## TASK PROMPT
Below are several entries. Transcribe exactly those lines that fall from the one with "across all handlers." through the one with "Log request details", end lines included.

Stored items
-- Opening Marker --

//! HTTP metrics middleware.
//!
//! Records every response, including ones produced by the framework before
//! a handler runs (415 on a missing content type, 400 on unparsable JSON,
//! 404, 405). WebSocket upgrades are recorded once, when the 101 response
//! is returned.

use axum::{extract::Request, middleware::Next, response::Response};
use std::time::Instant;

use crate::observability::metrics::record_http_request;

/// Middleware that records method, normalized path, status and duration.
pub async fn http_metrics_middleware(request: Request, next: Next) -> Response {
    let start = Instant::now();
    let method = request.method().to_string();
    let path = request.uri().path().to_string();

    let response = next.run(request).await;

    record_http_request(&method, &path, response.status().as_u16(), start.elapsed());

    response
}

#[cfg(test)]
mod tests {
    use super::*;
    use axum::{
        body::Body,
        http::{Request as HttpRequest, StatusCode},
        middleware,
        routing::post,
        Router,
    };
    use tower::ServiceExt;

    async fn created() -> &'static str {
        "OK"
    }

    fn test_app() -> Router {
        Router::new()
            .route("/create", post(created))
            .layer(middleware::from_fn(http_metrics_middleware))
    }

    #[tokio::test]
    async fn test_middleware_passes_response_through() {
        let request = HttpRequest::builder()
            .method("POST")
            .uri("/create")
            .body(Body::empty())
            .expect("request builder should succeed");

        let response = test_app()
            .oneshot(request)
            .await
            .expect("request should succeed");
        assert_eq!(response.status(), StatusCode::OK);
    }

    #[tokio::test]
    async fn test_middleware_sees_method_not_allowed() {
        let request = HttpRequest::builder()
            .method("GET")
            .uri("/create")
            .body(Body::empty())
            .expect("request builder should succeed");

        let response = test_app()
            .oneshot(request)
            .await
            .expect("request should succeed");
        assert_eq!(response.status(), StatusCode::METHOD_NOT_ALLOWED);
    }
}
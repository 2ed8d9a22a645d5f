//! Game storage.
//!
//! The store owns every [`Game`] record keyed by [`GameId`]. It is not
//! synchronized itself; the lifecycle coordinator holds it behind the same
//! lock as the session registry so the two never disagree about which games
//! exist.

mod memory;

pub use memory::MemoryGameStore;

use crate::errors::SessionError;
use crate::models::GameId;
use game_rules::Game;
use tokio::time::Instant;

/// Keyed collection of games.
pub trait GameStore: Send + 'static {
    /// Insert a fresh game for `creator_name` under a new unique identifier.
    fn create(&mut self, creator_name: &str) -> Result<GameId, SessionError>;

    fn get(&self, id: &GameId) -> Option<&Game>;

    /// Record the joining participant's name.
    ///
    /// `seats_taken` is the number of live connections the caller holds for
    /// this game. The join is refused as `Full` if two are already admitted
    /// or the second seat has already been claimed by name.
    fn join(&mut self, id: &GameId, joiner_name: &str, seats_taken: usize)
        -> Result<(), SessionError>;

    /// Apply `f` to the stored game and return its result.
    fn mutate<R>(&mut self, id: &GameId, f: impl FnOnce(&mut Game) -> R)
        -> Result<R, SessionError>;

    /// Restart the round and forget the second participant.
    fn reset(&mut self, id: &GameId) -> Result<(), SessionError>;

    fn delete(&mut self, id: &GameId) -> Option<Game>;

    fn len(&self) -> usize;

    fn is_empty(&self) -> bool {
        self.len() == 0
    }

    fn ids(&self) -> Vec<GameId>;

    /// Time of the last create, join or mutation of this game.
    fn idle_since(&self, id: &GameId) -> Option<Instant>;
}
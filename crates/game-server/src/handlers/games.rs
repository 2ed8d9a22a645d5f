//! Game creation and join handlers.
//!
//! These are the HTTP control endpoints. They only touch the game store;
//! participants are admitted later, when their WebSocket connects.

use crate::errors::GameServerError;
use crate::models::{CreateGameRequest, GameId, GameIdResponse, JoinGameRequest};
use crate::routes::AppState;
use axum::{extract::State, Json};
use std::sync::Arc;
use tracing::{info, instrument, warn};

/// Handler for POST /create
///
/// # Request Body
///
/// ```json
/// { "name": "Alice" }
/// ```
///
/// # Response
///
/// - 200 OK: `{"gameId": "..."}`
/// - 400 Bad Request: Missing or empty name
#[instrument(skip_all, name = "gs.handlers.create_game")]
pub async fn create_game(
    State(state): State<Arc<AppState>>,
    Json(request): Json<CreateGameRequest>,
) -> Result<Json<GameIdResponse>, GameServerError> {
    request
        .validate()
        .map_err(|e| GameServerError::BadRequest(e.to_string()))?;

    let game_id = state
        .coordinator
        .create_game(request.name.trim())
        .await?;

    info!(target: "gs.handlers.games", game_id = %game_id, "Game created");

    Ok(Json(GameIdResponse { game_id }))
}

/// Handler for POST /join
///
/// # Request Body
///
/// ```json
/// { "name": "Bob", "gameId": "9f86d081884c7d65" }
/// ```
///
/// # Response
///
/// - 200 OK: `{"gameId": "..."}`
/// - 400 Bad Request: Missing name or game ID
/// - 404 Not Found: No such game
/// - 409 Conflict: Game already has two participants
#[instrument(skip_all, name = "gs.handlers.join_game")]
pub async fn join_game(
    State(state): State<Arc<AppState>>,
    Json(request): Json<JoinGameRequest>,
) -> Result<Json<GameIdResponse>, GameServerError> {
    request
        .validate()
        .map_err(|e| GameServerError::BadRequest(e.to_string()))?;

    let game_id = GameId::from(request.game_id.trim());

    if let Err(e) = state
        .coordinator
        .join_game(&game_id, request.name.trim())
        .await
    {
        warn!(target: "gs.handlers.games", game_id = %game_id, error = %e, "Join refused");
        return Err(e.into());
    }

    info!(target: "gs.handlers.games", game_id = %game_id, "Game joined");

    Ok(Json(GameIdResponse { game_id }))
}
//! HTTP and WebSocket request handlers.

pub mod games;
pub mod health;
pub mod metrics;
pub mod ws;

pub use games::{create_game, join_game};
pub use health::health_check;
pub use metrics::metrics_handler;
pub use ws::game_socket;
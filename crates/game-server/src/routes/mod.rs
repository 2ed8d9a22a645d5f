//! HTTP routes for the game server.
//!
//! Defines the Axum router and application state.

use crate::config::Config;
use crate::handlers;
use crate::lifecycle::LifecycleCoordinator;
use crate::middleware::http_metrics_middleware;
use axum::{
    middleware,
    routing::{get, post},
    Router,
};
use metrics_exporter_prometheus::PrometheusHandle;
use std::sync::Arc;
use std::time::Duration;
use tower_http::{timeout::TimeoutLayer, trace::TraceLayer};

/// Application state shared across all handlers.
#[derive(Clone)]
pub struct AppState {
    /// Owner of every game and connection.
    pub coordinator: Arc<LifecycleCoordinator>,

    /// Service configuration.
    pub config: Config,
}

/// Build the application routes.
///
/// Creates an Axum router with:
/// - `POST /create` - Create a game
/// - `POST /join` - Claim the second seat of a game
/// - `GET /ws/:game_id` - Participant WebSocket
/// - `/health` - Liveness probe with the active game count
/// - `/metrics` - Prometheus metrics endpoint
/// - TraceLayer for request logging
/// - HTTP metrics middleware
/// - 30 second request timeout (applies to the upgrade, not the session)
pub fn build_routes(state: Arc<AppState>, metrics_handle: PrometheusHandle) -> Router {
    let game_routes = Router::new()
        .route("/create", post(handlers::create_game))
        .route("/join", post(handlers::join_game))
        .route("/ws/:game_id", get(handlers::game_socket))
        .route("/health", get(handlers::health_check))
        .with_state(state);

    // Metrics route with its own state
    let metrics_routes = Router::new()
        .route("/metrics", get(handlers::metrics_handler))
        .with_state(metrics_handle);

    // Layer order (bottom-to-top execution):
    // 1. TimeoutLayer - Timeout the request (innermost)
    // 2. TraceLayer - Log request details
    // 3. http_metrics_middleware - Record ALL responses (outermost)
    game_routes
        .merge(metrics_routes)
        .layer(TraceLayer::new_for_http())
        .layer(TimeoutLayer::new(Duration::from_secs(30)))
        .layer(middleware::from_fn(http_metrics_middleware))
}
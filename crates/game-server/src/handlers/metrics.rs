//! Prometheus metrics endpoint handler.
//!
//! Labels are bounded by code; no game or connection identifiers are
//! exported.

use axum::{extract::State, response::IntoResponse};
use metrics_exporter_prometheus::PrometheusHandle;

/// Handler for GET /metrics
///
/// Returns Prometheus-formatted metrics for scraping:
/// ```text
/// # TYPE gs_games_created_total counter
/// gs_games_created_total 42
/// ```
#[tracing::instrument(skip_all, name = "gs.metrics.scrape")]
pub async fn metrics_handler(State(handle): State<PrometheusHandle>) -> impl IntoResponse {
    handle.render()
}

-- Closing Marker --

## ANSWER TO THE PROBLEM
/// Application state shared across all handlers.
#[derive(Clone)]
pub struct AppState {
    /// Owner of every game and connection.
    pub coordinator: Arc<LifecycleCoordinator>,

    /// Service configuration.
    pub config: Config,
}

/// Build the application routes.
///
/// Creates an Axum router with:
/// - `POST /create` - Create a game
/// - `POST /join` - Claim the second seat of a game
/// - `GET /ws/:game_id` - Participant WebSocket
/// - `/health` - Liveness probe with the active game count
/// - `/metrics` - Prometheus metrics endpoint
/// - TraceLayer for request logging
/// - HTTP metrics middleware
/// - 30 second request timeout (applies to the upgrade, not the session)
pub fn build_routes(state: Arc<AppState>, metrics_handle: PrometheusHandle) -> Router {
    let game_routes = Router::new()
        .route("/create", post(handlers::create_game))
        .route("/join", post(handlers::join_game))
        .route("/ws/:game_id", get(handlers::game_socket))
        .route("/health", get(handlers::health_check))
        .with_state(state);

    // Metrics route with its own state
    let metrics_routes = Router::new()
        .route("/metrics", get(handlers::metrics_handler))
        .with_state(metrics_handle);

    // Layer order (bottom-to-top execution):
    // 1. TimeoutLayer - Timeout the request (innermost)
    // 2. TraceLayer - Log request details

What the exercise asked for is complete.